→ MATERIAL SHOWN
-- -- --
//! @ai:module:intent Human-readable console summaries for batches, verdicts and metric comparisons
//! @ai:module:layer presentation
//! @ai:module:public_api render_batch_summary, render_verification_result, render_comparison, print_*
//! @ai:module:stateless true

use crate::gateway::{MetricComparison, MetricKey, VerificationOutcome, VerificationStatus};
use crate::metrics::{BatchSummary, InstanceFailure};
use std::fmt::Write as FmtWrite;

/// Errors listed by the verification printer before truncating.
pub const MAX_PRINTED_ERRORS: usize = 10;

/// @ai:intent Render the end-of-batch summary
/// @ai:effects pure
pub fn render_batch_summary(summary: &BatchSummary, failures: &[InstanceFailure]) -> String {
    let mut output = String::new();

    writeln!(output).unwrap();
    writeln!(output, "=== Batch Summary ===").unwrap();
    if !summary.timestamp.is_empty() {
        writeln!(output, "Started: {}", summary.timestamp).unwrap();
    }
    writeln!(output, "Solved: {}/{}", summary.solved, summary.discovered).unwrap();

    if !failures.is_empty() {
        writeln!(output, "Failed: {}", failures.len()).unwrap();
        for failure in failures {
            writeln!(output, "  - {} [{}]: {}", failure.instance, failure.stage, failure.message).unwrap();
        }
    }

    if let Some(cost) = summary.mean_total_cost {
        writeln!(output, "Mean total cost: {:.2}", cost).unwrap();
    }
    if let Some(time) = summary.mean_solve_time {
        writeln!(output, "Mean solve time: {:.3}s", time).unwrap();
    }
    if let Some(verified) = summary.verified {
        writeln!(
            output,
            "Verified remotely: {}/{} ({:.1}%)",
            verified.count,
            summary.solved,
            verified.fraction * 100.0
        )
        .unwrap();
    }

    output
}

fn format_metric(value: Option<f64>) -> String {
    match value {
        Some(v) if v.fract() == 0.0 => format!("{}", v as i64),
        Some(v) => format!("{:.2}", v),
        None => "N/A".to_string(),
    }
}

/// @ai:intent Render a remote verification verdict
/// @ai:effects pure
pub fn render_verification_result(outcome: &VerificationOutcome) -> String {
    let mut output = String::new();

    writeln!(output, "=== Verification Result ===").unwrap();

    match outcome.status() {
        VerificationStatus::Feasible(metrics) => {
            writeln!(output, "Verdict: FEASIBLE").unwrap();
            writeln!(output, "Metrics:").unwrap();
            for key in MetricKey::ALL {
                writeln!(output, "  {}: {}", key.label(), format_metric(metrics.get(key))).unwrap();
            }
            if let Some(total) = metrics.total_cost() {
                writeln!(output, "  Total cost: {:.2}", total).unwrap();
            }
        }
        VerificationStatus::FeasibleWithoutMetrics => {
            writeln!(output, "Verdict: FEASIBLE").unwrap();
            writeln!(output, "Solution is feasible but metrics are unavailable").unwrap();
        }
        VerificationStatus::Infeasible => {
            writeln!(output, "Verdict: INFEASIBLE").unwrap();
        }
    }

    if !outcome.errors.is_empty() {
        writeln!(output, "Errors ({}):", outcome.errors.len()).unwrap();
        for error in outcome.errors.iter().take(MAX_PRINTED_ERRORS) {
            writeln!(output, "  - {}", error).unwrap();
        }
        if outcome.errors.len() > MAX_PRINTED_ERRORS {
            writeln!(output, "  ... and {} more", outcome.errors.len() - MAX_PRINTED_ERRORS).unwrap();
        }
    }

    output
}

/// @ai:intent Render a local-vs-remote metric table
/// @ai:effects pure
pub fn render_comparison(comparisons: &[MetricComparison]) -> String {
    let mut output = String::new();

    writeln!(output, "=== Local vs Remote ===").unwrap();
    if comparisons.is_empty() {
        writeln!(output, "No comparable metrics reported").unwrap();
        return output;
    }

    writeln!(output, "{:<18} {:>12} {:>12} {:>10}", "Metric", "Local", "Remote", "Match").unwrap();
    for c in comparisons {
        writeln!(
            output,
            "{:<18} {:>12.2} {:>12.2} {:>10}",
            c.metric.label(),
            c.local,
            c.remote,
            if c.matches() { "yes" } else { "NO" }
        )
        .unwrap();
    }

    output
}

/// @ai:effects io
pub fn print_batch_summary(summary: &BatchSummary, failures: &[InstanceFailure]) {
    print!("{}", render_batch_summary(summary, failures));
}

/// @ai:effects io
pub fn print_verification_result(outcome: &VerificationOutcome) {
    print!("{}", render_verification_result(outcome));
}

/// @ai:effects io
pub fn print_comparison(comparisons: &[MetricComparison]) {
    print!("{}", render_comparison(comparisons));
}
-- -- --
→ WHAT IS EXPECTED
For the word "MetricKey", count the lines of the data that contain it and report only the total.

→ EXPECTED ANSWER
2